The study found that under the Chinese government’s birth control policy, the population of minority groups in southern Xinjiang will be between 8.6 and 10.5 million people by 2040. Without the policy, the number once projected by research from China could be as high as 13, 1 million people.
China’s Control Of Ethnic Minorities In Xinjiang Comes Under Scrutiny
“This [research and analysis] really shows the Chinese government’s intentions regarding its long-term plans for the Uighur population,” Zenz told Reuters news agency, which was the first to report the results. In his report, Zenz wrote, since 2019 Xinjiang authorities “plan to target at least 80% of women of childbearing age in four rural areas in the south to undergo birth prevention surgery, which refers to IUDs or sterilization”.
Experts believe that China has detained at least a million Uighurs and other Muslim groups in Xinjiang, and that Beijing is currently facing accusations of trying to suppress and assimilate the minority Muslim population there.
Reports also said authorities had plans to move Han people – China’s ethnic majority – to the previously-dominated Xinjiang region, and forcibly remove Uighurs from their territory. According to Zenz’s research, birth control policies could increase the Han population in southern Xinjiang – home to a large Uighur population – from its current 8.4% to 25% by 2040.
In China’s official statistics, there has been a 48.7% decline in the birth rate of ethnic minorities in Xinjiang in the 2017 – 2019 period.

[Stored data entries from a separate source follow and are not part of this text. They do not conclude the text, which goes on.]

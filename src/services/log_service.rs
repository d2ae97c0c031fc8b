use crate::models::{ForwardEvent, ForwardLog, LogLevel};
use crate::services::observer::ForwardObserver;
use std::collections::VecDeque;
use std::sync::{Arc, Mutex};
use uuid::Uuid;

/// Event log for one forwarding run.
///
/// Keeps the most recent entries in memory, mirrors every entry to
/// `tracing` and forwards the formatted line to the observer's log callback.
pub struct EventLog {
    run_id: Uuid,
    entries: Mutex<VecDeque<ForwardLog>>,
    max_entries: usize,
    observer: Option<Arc<dyn ForwardObserver>>,
}

impl EventLog {
    pub fn new(run_id: Uuid, max_entries: usize) -> Self {
        Self {
            run_id,
            entries: Mutex::new(VecDeque::with_capacity(max_entries.min(1024))),
            max_entries: max_entries.max(1),
            observer: None,
        }
    }

    pub fn with_observer(mut self, observer: Arc<dyn ForwardObserver>) -> Self {
        self.observer = Some(observer);
        self
    }

    pub fn run_id(&self) -> Uuid {
        self.run_id
    }

    pub fn info(&self, event: ForwardEvent) {
        self.record(LogLevel::Info, event, None);
    }

    pub fn debug(&self, event: ForwardEvent) {
        self.record(LogLevel::Debug, event, None);
    }

    pub fn warn(&self, event: ForwardEvent, message: impl Into<String>) {
        self.record(LogLevel::Warning, event, Some(message.into()));
    }

    pub fn error(&self, event: ForwardEvent, message: impl Into<String>) {
        self.record(LogLevel::Error, event, Some(message.into()));
    }

    pub fn record(&self, level: LogLevel, event: ForwardEvent, message: Option<String>) {
        let mut entry = ForwardLog::new(self.run_id, level, event);
        if let Some(msg) = message {
            entry = entry.with_message(msg);
        }
        self.push(entry);
    }

    /// Record a pre-built entry
    pub fn push(&self, entry: ForwardLog) {
        let line = entry.format();

        match entry.level {
            LogLevel::Debug => tracing::debug!(run = %self.run_id, "{}", line),
            LogLevel::Info => tracing::info!(run = %self.run_id, "{}", line),
            LogLevel::Warning => tracing::warn!(run = %self.run_id, "{}", line),
            LogLevel::Error => tracing::error!(run = %self.run_id, "{}", line),
        }

        if let Ok(mut entries) = self.entries.lock() {
            if entries.len() >= self.max_entries {
                entries.pop_front();
            }
            entries.push_back(entry);
        }

        if let Some(observer) = &self.observer {
            observer.log(&line);
        }
    }

    pub fn entries(&self) -> Vec<ForwardLog> {
        self.entries
            .lock()
            .map(|entries| entries.iter().cloned().collect())
            .unwrap_or_default()
    }

    pub fn entries_by_level(&self, level: LogLevel) -> Vec<ForwardLog> {
        self.entries
            .lock()
            .map(|entries| entries.iter().filter(|e| e.level == level).cloned().collect())
            .unwrap_or_default()
    }

    /// Last `count` entries, oldest first
    pub fn recent(&self, count: usize) -> Vec<ForwardLog> {
        let Ok(entries) = self.entries.lock() else {
            return Vec::new();
        };
        let skip = entries.len().saturating_sub(count);
        entries.iter().skip(skip).cloned().collect()
    }

    pub fn len(&self) -> usize {
        self.entries.lock().map(|e| e.len()).unwrap_or(0)
    }

    pub fn is_empty(&self) -> bool {
        self.len() == 0
    }

    pub fn clear(&self) {
        if let Ok(mut entries) = self.entries.lock() {
            entries.clear();
        }
    }
}

#[cfg(test)]
mod tests {
    use super::*;
    use crate::services::observer::CallbackObserver;

    #[test]
    fn test_ring_drops_oldest() {
        let log = EventLog::new(Uuid::new_v4(), 3);
        for index in 0..5 {
            log.info(ForwardEvent::ChannelOpened { index });
        }

        let entries = log.entries();
        assert_eq!(entries.len(), 3);
        assert_eq!(entries[0].event, ForwardEvent::ChannelOpened { index: 2 });
        assert_eq!(entries[2].event, ForwardEvent::ChannelOpened { index: 4 });
    }

    #[test]
    fn test_filter_and_recent() {
        let log = EventLog::new(Uuid::new_v4(), 10);
        log.info(ForwardEvent::Connected);
        log.error(ForwardEvent::HandshakeFailed, "kex failed");
        log.debug(ForwardEvent::Handshake);

        let errors = log.entries_by_level(LogLevel::Error);
        assert_eq!(errors.len(), 1);
        assert_eq!(errors[0].message.as_deref(), Some("kex failed"));

        let recent = log.recent(2);
        assert_eq!(recent.len(), 2);
        assert_eq!(recent[1].event, ForwardEvent::Handshake);

        log.clear();
        assert!(log.is_empty());
    }

    #[test]
    fn test_mirrors_to_observer() {
        let lines = Arc::new(Mutex::new(Vec::new()));
        let observer = CallbackObserver::trusting().on_log({
            let lines = lines.clone();
            move |line| lines.lock().unwrap().push(line.to_string())
        });

        let run_id = Uuid::new_v4();
        let log = EventLog::new(run_id, 10).with_observer(Arc::new(observer));
        log.warn(ForwardEvent::ListenFailed, "address in use");

        let lines = lines.lock().unwrap();
        assert_eq!(lines.len(), 1);
        assert!(lines[0].contains("WARN"));
        assert!(lines[0].contains("address in use"));
        assert_eq!(log.entries()[0].run_id, run_id);
    }
}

Last week, China announced it had allowed its citizens to have up to three children, after census data showed a decline in the nation’s birth rate. However, leaked documents and testimonies from Xinjiang show the opposite policy in the region. Women there are detained or even punished for having children beyond the birth control quota.
Zenz also previously made reports based on regional data, policy documents and testimonies alleging that pregnant women in Uighurs in Xinjiang were threatened with arrest for refusing to have an abortion, while others were put on contraceptives or forced to undergo sterilization operations.

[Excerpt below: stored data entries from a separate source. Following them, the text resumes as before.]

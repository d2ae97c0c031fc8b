use tracing_subscriber::{EnvFilter, fmt, layer::SubscriberExt, util::SubscriberInitExt};

/// Initialize logging for the application
pub fn init() {
    // Set default log level from environment or use INFO
    let filter = EnvFilter::try_from_default_env()
        .unwrap_or_else(|_| EnvFilter::new("info,ssh_port_forwarder=debug"));

    install(filter);
}

/// Initialize logging with custom level
pub fn init_with_level(level: &str) {
    install(EnvFilter::new(format!("{},ssh_port_forwarder={}", level, level)));
    tracing::debug!("Logging initialized with level: {}", level);
}

fn install(filter: EnvFilter) {
    // A subscriber installed by the host app wins
    let _ = tracing_subscriber::registry()
        .with(filter)
        .with(fmt::layer().with_target(true).with_line_number(true))
        .try_init();
}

China rejects accusations that it has made efforts to suppress the Uighur population in particular, arguing that the decline in the birthrate of the minority group in Xinjiang is due to the adoption of a common number of children in the region, as well as increased incomes and access to family planning.
“The mention of ‘genocide’ in Xinjiang is complete nonsense,” China’s foreign ministry told Reuters in a statement. “This is an embodiment of the ulterior motives of anti-China groups in the United States and the West, and a manifestation for those who suffer from Sinophobia [anti-China sentiment].”
Zenz is a researcher with the Victims of Communism Memorial Foundation, an “anti-communist” organization based in Washington DC, USA. The organization said it was dedicated to “fighting for the freedom of those still living under totalitarian regimes”.
In a Reuters report, Zenz’s latest research and methodology has been responded to by experts in population analysis, birth control policy, and international human rights law experts. Everyone told the news agency that his analysis and research conclusions made sense.
Experts warn that demographic projections over decades could be affected by unforeseen factors.